DATA SECTION |
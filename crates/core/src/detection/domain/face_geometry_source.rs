use std::path::{Path, PathBuf};
use std::time::Duration;

use thiserror::Error;

use crate::shared::face_geometry::FaceGeometry;
use crate::shared::frame::Frame;

pub const DEFAULT_MIN_CONFIDENCE: f64 = 0.5;

#[derive(Error, Debug)]
pub enum ModelLoadError {
    #[error("model file not found: {0}")]
    NotFound(PathBuf),
    #[error("failed to load model from {path}: {reason}")]
    Load { path: PathBuf, reason: String },
    #[error("detection worker is not running")]
    WorkerUnavailable,
}

/// A single failed detection attempt.
///
/// Recovered locally by the scheduler; only sustained failure is surfaced.
#[derive(Error, Debug, Clone, PartialEq)]
pub enum DetectionError {
    #[error("detector not ready: models not loaded")]
    NotReady,
    #[error("detection timed out after {0:?}")]
    TimedOut(Duration),
    #[error("detector returned no result")]
    NoResult,
    #[error("inference failed: {0}")]
    Inference(String),
    #[error("detector cannot produce {0}")]
    Unsupported(&'static str),
    #[error("detection worker disconnected")]
    Disconnected,
}

/// Per-request detector options.
#[derive(Clone, Copy, Debug, PartialEq)]
pub struct DetectOptions {
    /// Detections scoring below this are discarded (0.0-1.0).
    pub min_confidence: f64,
    pub with_landmarks: bool,
    /// Request per-face descriptors. Sources that cannot compute them fail
    /// the detection with [`DetectionError::Unsupported`].
    pub with_descriptors: bool,
}

impl Default for DetectOptions {
    fn default() -> Self {
        Self {
            min_confidence: DEFAULT_MIN_CONFIDENCE,
            with_landmarks: true,
            with_descriptors: false,
        }
    }
}

/// Domain interface for the external face detector.
///
/// Latency is unbounded and accuracy is the implementation's concern.
/// Calls block; the pipeline runs them off the render path.
pub trait FaceGeometrySource: Send {
    fn load_models(&mut self, model_path: &Path) -> Result<(), ModelLoadError>;

    fn detect(
        &mut self,
        frame: &Frame,
        options: &DetectOptions,
    ) -> Result<Vec<FaceGeometry>, DetectionError>;
}
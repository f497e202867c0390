use std::path::{Path, PathBuf};
use std::thread::JoinHandle;
use std::time::{Duration, Instant};

use crossbeam_channel::{Receiver, Sender, TryRecvError, TrySendError};

use crate::detection::domain::detection_executor::{
    DetectionCompletion, DetectionEvent, DetectionExecutor, DetectionRequest,
};
use crate::detection::domain::face_geometry_source::{
    DetectionError, FaceGeometrySource, ModelLoadError,
};

/// Room for one model load plus one detection request.
const COMMAND_CAPACITY: usize = 2;

enum WorkerCommand {
    LoadModels(PathBuf),
    Detect(DetectionRequest),
}

/// Runs a [`FaceGeometrySource`] on a dedicated thread.
///
/// Layout: `render loop → commands → worker [load/detect] → events → render loop`
///
/// Results are only observed when the render loop calls `poll`, so all cache
/// mutation stays on the render thread.
pub struct ThreadedDetectionExecutor {
    commands: Option<Sender<WorkerCommand>>,
    events: Receiver<DetectionEvent>,
    handle: Option<JoinHandle<()>>,
    /// The request handed to the worker and not yet answered.
    pending: Option<DetectionRequest>,
}

impl ThreadedDetectionExecutor {
    pub fn new(source: Box<dyn FaceGeometrySource>) -> Self {
        let (command_tx, command_rx) = crossbeam_channel::bounded(COMMAND_CAPACITY);
        let (event_tx, event_rx) = crossbeam_channel::unbounded();
        let handle = spawn_worker(source, command_rx, event_tx);
        Self {
            commands: Some(command_tx),
            events: event_rx,
            handle: Some(handle),
            pending: None,
        }
    }
}

fn spawn_worker(
    mut source: Box<dyn FaceGeometrySource>,
    command_rx: Receiver<WorkerCommand>,
    event_tx: Sender<DetectionEvent>,
) -> JoinHandle<()> {
    std::thread::spawn(move || {
        for command in command_rx {
            let event = match command {
                WorkerCommand::LoadModels(path) => {
                    DetectionEvent::ModelsLoaded(source.load_models(&path))
                }
                WorkerCommand::Detect(request) => {
                    let start = Instant::now();
                    let outcome = source.detect(&request.frame, &request.options);
                    DetectionEvent::Completed(DetectionCompletion::for_request(
                        &request,
                        outcome,
                        start.elapsed(),
                    ))
                }
            };
            if event_tx.send(event).is_err() {
                break;
            }
        }
        log::debug!("Detection worker exiting");
    })
}

impl DetectionExecutor for ThreadedDetectionExecutor {
    fn load_models(&mut self, model_path: &Path) -> Result<(), ModelLoadError> {
        let commands = self
            .commands
            .as_ref()
            .ok_or(ModelLoadError::WorkerUnavailable)?;
        commands
            .send(WorkerCommand::LoadModels(model_path.to_path_buf()))
            .map_err(|_| ModelLoadError::WorkerUnavailable)
    }

    fn submit(&mut self, request: DetectionRequest) -> Result<(), DetectionError> {
        let commands = self.commands.as_ref().ok_or(DetectionError::Disconnected)?;
        let pending = request.clone();
        match commands.try_send(WorkerCommand::Detect(request)) {
            Ok(()) => {
                self.pending = Some(pending);
                Ok(())
            }
            Err(TrySendError::Full(_)) => Err(DetectionError::Inference(
                "detection worker queue is full".into(),
            )),
            Err(TrySendError::Disconnected(_)) => Err(DetectionError::Disconnected),
        }
    }

    fn poll(&mut self) -> Option<DetectionEvent> {
        match self.events.try_recv() {
            Ok(event) => {
                if matches!(event, DetectionEvent::Completed(_)) {
                    self.pending = None;
                }
                Some(event)
            }
            Err(TryRecvError::Empty) => None,
            // A worker that died mid-request still owes the scheduler an
            // answer, otherwise the in-flight slot is never released.
            Err(TryRecvError::Disconnected) => self.pending.take().map(|request| {
                log::warn!("Detection worker stopped while processing a frame");
                DetectionEvent::Completed(DetectionCompletion::for_request(
                    &request,
                    Err(DetectionError::Disconnected),
                    Duration::ZERO,
                ))
            }),
        }
    }

    fn shutdown(&mut self) {
        self.commands = None;
        self.pending = None;
        // Detach: a detection already running finishes on its own and its
        // result is dropped with the channel.
        self.handle = None;
    }
}

impl Drop for ThreadedDetectionExecutor {
    fn drop(&mut self) {
        self.shutdown();
    }
}

#[cfg(test)]
mod tests {
    use super::*;
    use crate::detection::domain::face_geometry_source::DetectOptions;
    use crate::shared::face_geometry::{FaceGeometry, Rect};
    use crate::shared::frame::Frame;

    struct FakeSource {
        delay: Duration,
        fail_load: bool,
        panic_on_detect: bool,
    }

    impl FakeSource {
        fn new() -> Self {
            Self {
                delay: Duration::ZERO,
                fail_load: false,
                panic_on_detect: false,
            }
        }
    }

    impl FaceGeometrySource for FakeSource {
        fn load_models(&mut self, model_path: &Path) -> Result<(), ModelLoadError> {
            if self.fail_load {
                Err(ModelLoadError::NotFound(model_path.to_path_buf()))
            } else {
                Ok(())
            }
        }

        fn detect(
            &mut self,
            frame: &Frame,
            _options: &DetectOptions,
        ) -> Result<Vec<FaceGeometry>, DetectionError> {
            if self.panic_on_detect {
                panic!("detector crashed");
            }
            std::thread::sleep(self.delay);
            let x = frame.index() as f64;
            Ok(vec![FaceGeometry::new(Rect::new(x, 0.0, 10.0, 10.0))])
        }
    }

    fn request(index: usize, epoch: u64) -> DetectionRequest {
        DetectionRequest {
            frame: Frame::new(vec![0u8; 12], 2, 2, 3, index)
                .with_timestamp(Duration::from_millis(index as u64 * 10)),
            options: DetectOptions::default(),
            epoch,
        }
    }

    fn wait_event(executor: &mut ThreadedDetectionExecutor) -> DetectionEvent {
        let deadline = Instant::now() + Duration::from_secs(5);
        loop {
            if let Some(event) = executor.poll() {
                return event;
            }
            assert!(Instant::now() < deadline, "timed out waiting for event");
            std::thread::sleep(Duration::from_millis(1));
        }
    }

    #[test]
    fn test_load_models_reports_ready() {
        let mut executor = ThreadedDetectionExecutor::new(Box::new(FakeSource::new()));
        executor.load_models(Path::new("model.onnx")).unwrap();

        match wait_event(&mut executor) {
            DetectionEvent::ModelsLoaded(result) => assert!(result.is_ok()),
            other => panic!("unexpected event {other:?}"),
        }
    }

    #[test]
    fn test_load_models_reports_failure() {
        let source = FakeSource {
            fail_load: true,
            ..FakeSource::new()
        };
        let mut executor = ThreadedDetectionExecutor::new(Box::new(source));
        executor.load_models(Path::new("missing.onnx")).unwrap();

        match wait_event(&mut executor) {
            DetectionEvent::ModelsLoaded(Err(ModelLoadError::NotFound(path))) => {
                assert_eq!(path, PathBuf::from("missing.onnx"));
            }
            other => panic!("unexpected event {other:?}"),
        }
    }

    #[test]
    fn test_completion_carries_request_identity() {
        let mut executor = ThreadedDetectionExecutor::new(Box::new(FakeSource::new()));
        executor.submit(request(7, 3)).unwrap();

        match wait_event(&mut executor) {
            DetectionEvent::Completed(done) => {
                assert_eq!(done.epoch, 3);
                assert_eq!(done.frame_id, 7);
                assert_eq!(done.captured_at, Duration::from_millis(70));
                let faces = done.outcome.unwrap();
                assert_eq!(faces[0].bounding_box.x, 7.0);
            }
            other => panic!("unexpected event {other:?}"),
        }
    }

    #[test]
    fn test_poll_does_not_block_while_detecting() {
        let source = FakeSource {
            delay: Duration::from_millis(200),
            ..FakeSource::new()
        };
        let mut executor = ThreadedDetectionExecutor::new(Box::new(source));
        executor.submit(request(0, 0)).unwrap();

        let start = Instant::now();
        assert!(executor.poll().is_none());
        assert!(start.elapsed() < Duration::from_millis(100));
    }

    #[test]
    fn test_submit_after_shutdown_is_disconnected() {
        let mut executor = ThreadedDetectionExecutor::new(Box::new(FakeSource::new()));
        executor.shutdown();

        assert_eq!(
            executor.submit(request(0, 0)),
            Err(DetectionError::Disconnected)
        );
        assert!(matches!(
            executor.load_models(Path::new("m.onnx")),
            Err(ModelLoadError::WorkerUnavailable)
        ));
    }

    #[test]
    fn test_crashed_worker_fails_pending_request() {
        let source = FakeSource {
            panic_on_detect: true,
            ..FakeSource::new()
        };
        let mut executor = ThreadedDetectionExecutor::new(Box::new(source));
        executor.submit(request(4, 1)).unwrap();

        match wait_event(&mut executor) {
            DetectionEvent::Completed(done) => {
                assert_eq!(done.frame_id, 4);
                assert_eq!(done.outcome, Err(DetectionError::Disconnected));
            }
            other => panic!("unexpected event {other:?}"),
        }
        assert!(executor.poll().is_none());
    }
}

EXERCISE |
Each line above that holds the string "DetectionCompletion" should be copied and shown.

RESPONSE AREA |
    DetectionCompletion, DetectionEvent, DetectionExecutor, DetectionRequest,
                    DetectionEvent::Completed(DetectionCompletion::for_request(
                DetectionEvent::Completed(DetectionCompletion::for_request(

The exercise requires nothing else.